NEWSLETTER
Summer, 2019
RALPH SOLECKI DIES AT 102.
"PIONEEER" OF Long Island ARCHEOLOGY
From his upbringing on the North Fork where he started finding arrowheads by age ten, to his professional career as Long Island's leading archeologist Ralph Solecki was respected for his many discoveries including Neanderthals in Iraq and Fort Corchaug in Southold.
His impact on Long Island's archeological community spanned decades and he was often consulted by authors, scholars and historians for books and research. Ralph Solecki, 102 years old will be remembered fondly by the Suffolk County Archeology community.
STONE PRAYERS
Dr. Curtiss Hoffman cataloged over 5,000 ancient stone structures as he constructed a scientifically valid method of determining their origins.

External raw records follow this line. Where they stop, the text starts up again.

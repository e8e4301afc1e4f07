//! Editing one's own profile.

use std::future::Future;

use tracing::{info, warn};

use crate::{
	gateway::{self, Filter, Gateway, Table},
	profile::{Profile, ProfilePatch},
	session::Session,
	view::Failure
};



#[derive(Debug, PartialEq)]
pub struct ProfileEditor {
	profile_id: String,
	pub full_name: String,
	pub bio: String,
	pub open: bool,
	pub failure: Option<Failure>
}

#[derive(Clone, Copy, Debug, PartialEq, Eq)]
pub enum EditOutcome {
	Saved,
	/// The display name was left blank. Nothing was sent.
	BlankName,
	Failed( Failure )
}



impl ProfileEditor {

	/// Opens the editor for `profile`, but only for its owner.
	pub fn open( profile: &Profile, viewer: Option<&Session> ) -> Option<Self> {
		if !viewer?.is( &profile.id ) {
			return None
		}

		Some( Self {
			profile_id: profile.id.clone(),
			full_name: profile.full_name.clone(),
			bio: profile.bio.clone().unwrap_or_default(),
			open: true,
			failure: None
		})
	}

	/// Takes over the values that were entered in the form.
	pub fn fill( &mut self, full_name: &str, bio: &str ) {
		self.full_name = full_name.to_owned();
		self.bio = bio.to_owned();
	}

	pub fn patch( &self ) -> ProfilePatch {
		let bio = self.bio.trim();
		ProfilePatch {
			full_name: self.full_name.trim().to_owned(),
			bio: if bio.is_empty() { None } else { Some( bio.to_owned() ) }
		}
	}

	/// Saves the entered values.
	/// On success the editor closes and `on_updated` is awaited so the caller can refresh.
	/// On failure, or if the name was left blank, it stays open with everything that was entered.
	pub async fn submit<F, Fut>( &mut self, gateway: &dyn Gateway, on_updated: F ) -> EditOutcome where
		F: FnOnce() -> Fut,
		Fut: Future<Output=()>
	{
		let patch = self.patch();
		if patch.full_name.is_empty() {
			self.failure = Some( Failure::NameRequired );
			return EditOutcome::BlankName
		}

		self.failure = None;
		match update_profile( gateway, &self.profile_id, &patch ).await {
			Ok(()) => {
				self.open = false;
				on_updated().await;
				EditOutcome::Saved
			},
			Err(e) => {
				warn!("Unable to update profile {}: {}", self.profile_id, e);
				self.failure = Some( Failure::UpdateProfile );
				EditOutcome::Failed( Failure::UpdateProfile )
			}
		}
	}
}



pub async fn update_profile( gateway: &dyn Gateway, profile_id: &str, patch: &ProfilePatch ) -> gateway::Result<()> {
	let filter = Filter {
		column: "id",
		value: profile_id.to_owned()
	};
	gateway.update( Table::Profiles, &[filter], gateway::to_record( patch )? ).await?;

	info!("Profile {} updated", profile_id);
	Ok(())
}



#[cfg(test)]
mod tests {
	use super::*;
	use crate::gateway::scripted::{Answer, Call, Scripted};
	use std::cell::Cell;

	fn profile() -> Profile {
		Profile {
			id: "ada".into(),
			full_name: "Ada".into(),
			email: "ada@example.com".into(),
			bio: None,
			created_at: "2023-06-01T00:00:00Z".parse().unwrap()
		}
	}

	fn session( user_id: &str ) -> Session {
		Session {
			user_id: user_id.into(),
			email: String::new(),
			access_token: "t".into()
		}
	}

	#[test]
	fn only_the_owner_can_open_the_editor() {
		assert!( ProfileEditor::open( &profile(), Some(&session("ada")) ).is_some() );
		assert!( ProfileEditor::open( &profile(), Some(&session("bob")) ).is_none() );
		assert!( ProfileEditor::open( &profile(), None ).is_none() );
	}

	#[actix_rt::test]
	async fn saving_updates_the_row_and_closes() {
		let gateway = Scripted::new();
		let refreshed = Cell::new( false );
		let mut editor = ProfileEditor::open( &profile(), Some(&session("ada")) ).unwrap();
		editor.fill( " Ada Lovelace ", "  " );

		let outcome = editor.submit( &gateway, || async { refreshed.set(true) } ).await;

		assert_eq!( outcome, EditOutcome::Saved );
		assert!( !editor.open );
		assert!( refreshed.get() );

		let filter = Filter { column: "id", value: "ada".into() };
		let patch = gateway::to_record( &serde_json::json!({ "full_name": "Ada Lovelace", "bio": null }) ).unwrap();
		assert_eq!( gateway.writes_made(), vec![Call::Update( Table::Profiles, vec![filter], patch )] );
	}

	#[actix_rt::test]
	async fn failure_keeps_the_editor_open_with_its_values() {
		let gateway = Scripted::new().writes( Answer::Fail );
		let mut editor = ProfileEditor::open( &profile(), Some(&session("ada")) ).unwrap();
		editor.fill( "Countess", "Poet of science" );

		let outcome = editor.submit( &gateway, || async { panic!("must not refresh") } ).await;

		assert_eq!( outcome, EditOutcome::Failed( Failure::UpdateProfile ) );
		assert!( editor.open );
		assert_eq!( editor.full_name, "Countess" );
		assert_eq!( editor.bio, "Poet of science" );
		assert_eq!( editor.failure, Some( Failure::UpdateProfile ) );
	}

	#[actix_rt::test]
	async fn blank_name_is_not_sent() {
		let gateway = Scripted::new();
		let mut editor = ProfileEditor::open( &profile(), Some(&session("ada")) ).unwrap();
		editor.fill( "   ", "bio" );

		assert_eq!( editor.submit( &gateway, || async {} ).await, EditOutcome::BlankName );
		assert!( gateway.calls().is_empty() );
		assert!( editor.open );
		assert_eq!( editor.failure, Some( Failure::NameRequired ) );
		assert_eq!( editor.bio, "bio" );
	}
}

His findings are startling. Native people constructed thousands of structures, monuments, statues, sculptures and walls. They had cultural significance and ceremonial function, some of them with astronomical alignments.
The most striking are the effigy figures, sometimes carved and sometimes created from piled stones. They range from the highly detailed and figurative such as an Olmec size head in Preston, Ct. to serpent figures that undulate through the woods for hundreds of feet.

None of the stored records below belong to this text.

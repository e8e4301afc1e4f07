//! A gateway for tests that answers from canned results and records every call it receives.

use std::sync::{Arc, Mutex};

use async_trait::async_trait;
use serde_json::Value;
use tokio::sync::Notify;

use crate::{
	gateway::{Error, Filter, Gateway, Record, Result, Select, Table},
	session::Session
};



/// How the scripted gateway answers one kind of call.
#[derive(Clone, Debug)]
pub enum Answer<T> {
	Ok( T ),
	/// The gateway answers with an error status.
	Refuse,
	/// The call never completes successfully.
	Fail
}

#[derive(Clone, Debug, PartialEq)]
pub enum Call {
	Select( Select ),
	Insert( Table, Record ),
	Update( Table, Vec<Filter>, Record )
}

#[derive(Clone)]
pub struct Scripted {
	inner: Arc<Mutex<Script>>
}

struct Script {
	posts: Answer<Vec<Value>>,
	profiles: Answer<Vec<Value>>,
	writes: Answer<()>,
	calls: Vec<Call>,
	rendezvous: Option<Rendezvous>
}

/// Makes a posts select and a profiles select wait for each other to start.
#[derive(Clone, Default)]
struct Rendezvous {
	posts: Arc<Notify>,
	profiles: Arc<Notify>
}



impl<T: Clone> Answer<T> {
	fn resolve( &self ) -> Result<T> {
		match self {
			Self::Ok(value) => Ok( value.clone() ),
			Self::Refuse => Err( Error::Api { status: 400, message: "refused".into() } ),
			Self::Fail => Err( Error::Unavailable( "connection reset".into() ) )
		}
	}
}

impl Scripted {

	pub fn new() -> Self {
		Self {
			inner: Arc::new( Mutex::new( Script {
				posts: Answer::Ok( Vec::new() ),
				profiles: Answer::Ok( Vec::new() ),
				writes: Answer::Ok(()),
				calls: Vec::new(),
				rendezvous: None
			}))
		}
	}

	pub fn posts( self, answer: Answer<Vec<Value>> ) -> Self {
		self.inner.lock().unwrap().posts = answer;
		self
	}

	pub fn profiles( self, answer: Answer<Vec<Value>> ) -> Self {
		self.inner.lock().unwrap().profiles = answer;
		self
	}

	pub fn writes( self, answer: Answer<()> ) -> Self {
		self.inner.lock().unwrap().writes = answer;
		self
	}

	/// Holds every posts select until a profiles select has started, and the other way round.
	/// Two selects that are awaited one after the other never finish.
	pub fn overlapping_selects( self ) -> Self {
		self.inner.lock().unwrap().rendezvous = Some( Rendezvous::default() );
		self
	}

	pub fn calls( &self ) -> Vec<Call> {
		self.inner.lock().unwrap().calls.clone()
	}

	/// The calls that would have changed data.
	pub fn writes_made( &self ) -> Vec<Call> {
		self.calls().into_iter().filter(|c| !matches!( c, Call::Select(_) )).collect()
	}
}

#[async_trait]
impl Gateway for Scripted {

	async fn select( &self, query: &Select ) -> Result<Vec<Record>> {
		let (rows, rendezvous) = {
			let mut script = self.inner.lock().unwrap();
			script.calls.push( Call::Select( query.clone() ) );

			let rows = match query.table {
				Table::Posts => script.posts.resolve(),
				Table::Profiles => script.profiles.resolve()
			};
			(rows, script.rendezvous.clone())
		};

		if let Some(rendezvous) = rendezvous {
			let (started, other) = match query.table {
				Table::Posts => (&rendezvous.posts, &rendezvous.profiles),
				Table::Profiles => (&rendezvous.profiles, &rendezvous.posts)
			};
			started.notify_one();
			other.notified().await;
		}

		Ok( rows?.into_iter().filter_map(|v| match v { Value::Object(m) => Some(m), _ => None }).collect() )
	}

	async fn insert( &self, table: Table, record: Record ) -> Result<()> {
		let mut script = self.inner.lock().unwrap();
		script.calls.push( Call::Insert( table, record ) );
		script.writes.resolve()
	}

	async fn update( &self, table: Table, filters: &[Filter], patch: Record ) -> Result<()> {
		let mut script = self.inner.lock().unwrap();
		script.calls.push( Call::Update( table, filters.to_vec(), patch ) );
		script.writes.resolve()
	}

	async fn sign_in( &self, _email: &str, _password: &str ) -> Result<Option<Session>> {
		Ok( None )
	}

	async fn current_session( &self, _access_token: &str ) -> Result<Option<Session>> {
		Ok( None )
	}

	async fn sign_out( &self, _access_token: &str ) -> Result<()> {
		Ok(())
	}

	fn with_session( &self, _session: Option<&Session> ) -> Arc<dyn Gateway> {
		Arc::new( self.clone() )
	}
}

Constellations of these structures stretch from Montauk Point through Connecticut and New York. Similar stone works have also been reported throughout the Atlantic seaboard with the greatest number in Massachusetts, New York, Connecticut and Georgia.
Stone Prayers, 2019, Dr. Curtiss Hoffman

"PEQUOT WARRIOR"
Artist: KS Liang

Theft.
Gone Forever?
Statues. Effigies. Relics.
Once there was a collection of 100 Native Eastern Long Island effigies owned by a woman who lived in Southampton. They have disappeared. Their last known whereabouts were in her possession in the 1920's. We know of their existence only because of a reference contained in a letter found in the archives of the Southold Indian Museum.

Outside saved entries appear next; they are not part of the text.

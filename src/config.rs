//! Runtime configuration, read from the environment (and a `.env` file, if there is one).

use std::{
	env,
	path::PathBuf
};

use lazy_static::lazy_static;
use thiserror::Error;



lazy_static! {
	pub static ref DEFAULT_TEMPLATES: String = concat!(env!("CARGO_MANIFEST_DIR"), "/templates/**/*").to_owned();
	pub static ref DEFAULT_DATABASE: PathBuf = PathBuf::from( "connecthub.sqlite" );
}

pub const DEFAULT_BIND: &str = "0.0.0.0:7777";

#[derive(Clone, Debug, PartialEq)]
pub enum GatewayConfig {
	/// The hosted service.
	Rest { url: String, anon_key: String },
	/// An SQLite file on this machine.
	Local { database: PathBuf, seed: Option<SeedAccount> }
}

/// An account registered in the local store at startup, so that there is someone to sign in as.
#[derive(Clone, Debug, PartialEq)]
pub struct SeedAccount {
	pub email: String,
	pub full_name: String,
	pub password: String
}

#[derive(Clone, Debug, PartialEq)]
pub struct Config {
	pub bind: String,
	pub templates: String,
	pub gateway: GatewayConfig
}

#[derive(Debug, Error)]
pub enum Error {
	#[error("{0} must be set when using the hosted gateway")]
	Missing( &'static str ),
	#[error("CONNECTHUB_SEED_PASSWORD must be set along with CONNECTHUB_SEED_EMAIL")]
	SeedPassword,
	#[error("unknown gateway \"{0}\", expected \"rest\" or \"local\"")]
	UnknownGateway( String )
}



impl Config {

	pub fn from_env() -> Result<Self, Error> {
		dotenv::dotenv().ok();
		Self::from_lookup(|key| env::var( key ).ok())
	}

	/// Builds the configuration from any source of variables.
	pub fn from_lookup( lookup: impl Fn(&str) -> Option<String> ) -> Result<Self, Error> {
		let var = |key: &str| lookup( key ).filter(|v| !v.trim().is_empty());

		let gateway = match var("CONNECTHUB_GATEWAY").as_deref().unwrap_or("local") {
			"rest" => GatewayConfig::Rest {
				url: var("GATEWAY_URL").ok_or( Error::Missing("GATEWAY_URL") )?,
				anon_key: var("GATEWAY_ANON_KEY").ok_or( Error::Missing("GATEWAY_ANON_KEY") )?
			},
			"local" => GatewayConfig::Local {
				database: var("CONNECTHUB_DATABASE").map( PathBuf::from ).unwrap_or_else(|| DEFAULT_DATABASE.clone()),
				seed: match var("CONNECTHUB_SEED_EMAIL") {
					None => None,
					Some(email) => Some( SeedAccount {
						full_name: var("CONNECTHUB_SEED_NAME")
							.unwrap_or_else(|| email.split('@').next().unwrap_or_default().to_owned()),
						password: var("CONNECTHUB_SEED_PASSWORD").ok_or( Error::SeedPassword )?,
						email
					})
				}
			},
			other => return Err( Error::UnknownGateway( other.to_owned() ) )
		};

		Ok( Self {
			bind: var("CONNECTHUB_BIND").unwrap_or_else(|| DEFAULT_BIND.to_owned()),
			templates: var("CONNECTHUB_TEMPLATES").unwrap_or_else(|| DEFAULT_TEMPLATES.clone()),
			gateway
		})
	}
}
//! The signed-in identity of whoever is making a request.
//!
//! A session is resolved once per request from its cookie, and then handed explicitly to every
//! component that needs to know who the viewer is.

use tracing::warn;

use crate::gateway::Gateway;



/// The cookie that holds the gateway access token.
pub const SESSION_COOKIE: &str = "connecthub-token";



#[derive(Clone, Debug, PartialEq)]
pub struct Session {
	/// The authentication subject, which is also the id of the user's profile.
	pub user_id: String,
	pub email: String,
	pub access_token: String
}



impl Session {

	pub fn is( &self, user_id: &str ) -> bool {
		self.user_id == user_id
	}
}



/// Whether `viewer` is the owner of the profile with id `user_id`.
pub fn is_viewer( viewer: Option<&Session>, user_id: &str ) -> bool {
	viewer.map_or( false, |s| s.is( user_id ) )
}

/// Asks the gateway who `access_token` belongs to.
/// Any failure to do so is treated as not being signed in.
pub async fn resolve( gateway: &dyn Gateway, access_token: Option<&str> ) -> Option<Session> {
	let token = access_token.filter(|t| !t.is_empty())?;

	match gateway.current_session( token ).await {
		Ok(session) => session,
		Err(e) => {
			warn!("Unable to resolve session: {}", e);
			None
		}
	}
}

In the field notes of another early archeologist there is a reference and a pair of rough drawings to two quartzite sculptures, one he called "The Buddha" and the other "The Hunchback". No photographs of either are known. No one in memory has ever seen them.
Bit by bit, loss by loss, the legacy and history of Suffolk County has been diminished. The artifacts mentioned above join a list of tens of thousands of artifacts collected or excavated since the 1640's that are scattered to the four winds. The best sculptural pieces and ceremonial goods like carved steatite pipes and Vision Quest sculptures are so rare that few new ones have surfaced in generations.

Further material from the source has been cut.